### Available data

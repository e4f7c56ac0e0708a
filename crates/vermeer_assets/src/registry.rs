//! Registration of reference images with the remote asset store.

use crate::AssetSource;
use chrono::{DateTime, TimeDelta, Utc};
use std::sync::Arc;
use std::time::Duration;
use tracing::{debug, error, info, instrument};
use vermeer_cache::TypedCache;
use vermeer_core::{RemoteAssetStore, RemoteHandle, RequestContext};
use vermeer_error::{AssetError, AssetErrorKind, AssetResult};

/// Uploads and deletes remote copies of references, idempotent via the cache.
///
/// Unlike part assembly every failure here is returned to the caller.
#[derive(Clone)]
pub struct AssetRegistry {
    source: AssetSource,
    cache: TypedCache,
    store: Arc<dyn RemoteAssetStore>,
    ttl: Duration,
}

impl std::fmt::Debug for AssetRegistry {
    fn fmt(&self, f: &mut std::fmt::Formatter<'_>) -> std::fmt::Result {
        f.debug_struct("AssetRegistry")
            .field("source", &self.source)
            .field("ttl", &self.ttl)
            .finish_non_exhaustive()
    }
}

impl AssetRegistry {
    /// Create a registry whose handles stay trusted for `ttl`.
    pub fn new(
        source: AssetSource,
        cache: TypedCache,
        store: Arc<dyn RemoteAssetStore>,
        ttl: Duration,
    ) -> Self {
        Self {
            source,
            cache,
            store,
            ttl,
        }
    }

    /// Upload `source_uri` unless a live registration exists; return the handle URI.
    ///
    /// # Errors
    ///
    /// Any acquisition error, `RegistrationFailure` when the upload fails, or
    /// `Interrupted` when the context ends before the upload completes. Once
    /// the upload has succeeded the handle is cached and returned.
    #[instrument(skip(self, ctx))]
    pub async fn register(&self, ctx: &RequestContext, source_uri: &str) -> AssetResult<String> {
        if source_uri.trim().is_empty() {
            return Err(AssetError::new(AssetErrorKind::RejectedReference(
                "empty source URI".to_string(),
            )));
        }

        if let Some(handle) = ctx.run(self.cache.handle(source_uri)).await? {
            debug!(uri = %handle.uri(), "Reusing existing registration");
            return Ok(handle.uri().clone());
        }

        let reference = self.source.classify(source_uri);
        let (data, mime_type) = self.source.acquire(ctx, &reference).await?.into_parts();
        let display_name = reference.file_name();

        let uploaded = ctx
            .run(self.store.upload(&data, mime_type, display_name))
            .await?
            .map_err(|e| {
                error!(error = %e, "Remote upload failed");
                AssetError::new(AssetErrorKind::RegistrationFailure(e.to_string()))
            })?;

        let handle = RemoteHandle::new(
            uploaded.uri.clone(),
            uploaded.name,
            mime_type,
            expiry_after(Utc::now(), self.ttl),
        );
        // The remote file exists now; record it even if the context has ended
        // so it can still be unregistered.
        self.cache.put_handle(source_uri, handle, self.ttl).await;
        if let Err(interrupted) = ctx.check() {
            debug!(%interrupted, "Context ended after upload, handle kept");
        }

        info!(uri = %uploaded.uri, mime_type, bytes = data.len(), "Registered asset");
        Ok(uploaded.uri)
    }

    /// Delete the remote copy of `source_uri` and forget its handle.
    ///
    /// # Errors
    ///
    /// `HandleNotFound` when no live registration exists, so a stale or
    /// guessed name is never deleted. `RegistrationFailure` when the remote
    /// delete fails, in which case the handle is kept.
    #[instrument(skip(self, ctx))]
    pub async fn unregister(&self, ctx: &RequestContext, source_uri: &str) -> AssetResult<()> {
        let handle = ctx
            .run(self.cache.handle(source_uri))
            .await?
            .ok_or_else(|| AssetError::new(AssetErrorKind::HandleNotFound(source_uri.to_string())))?;

        ctx.run(self.store.delete(handle.name()))
            .await?
            .map_err(|e| {
                error!(error = %e, name = %handle.name(), "Remote delete failed");
                AssetError::new(AssetErrorKind::RegistrationFailure(e.to_string()))
            })?;

        self.cache.remove_handle(source_uri).await;
        info!(name = %handle.name(), "Unregistered asset");
        Ok(())
    }
}

/// `now + ttl`, saturating at the latest representable instant.
fn expiry_after(now: DateTime<Utc>, ttl: Duration) -> DateTime<Utc> {
    TimeDelta::from_std(ttl)
        .ok()
        .and_then(|delta| now.checked_add_signed(delta))
        .unwrap_or(DateTime::<Utc>::MAX_UTC)
}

### What is needed
Take exactly the lines from the one containing "use std::time::Duration;" through the one containing "#[derive(Clone)]" in the data above, and output them with nothing added.

### Exercise solution
use std::time::Duration;
use tracing::{debug, error, info, instrument};
use vermeer_cache::TypedCache;
use vermeer_core::{RemoteAssetStore, RemoteHandle, RequestContext};
use vermeer_error::{AssetError, AssetErrorKind, AssetResult};

/// Uploads and deletes remote copies of references, idempotent via the cache.
///
/// Unlike part assembly every failure here is returned to the caller.
#[derive(Clone)]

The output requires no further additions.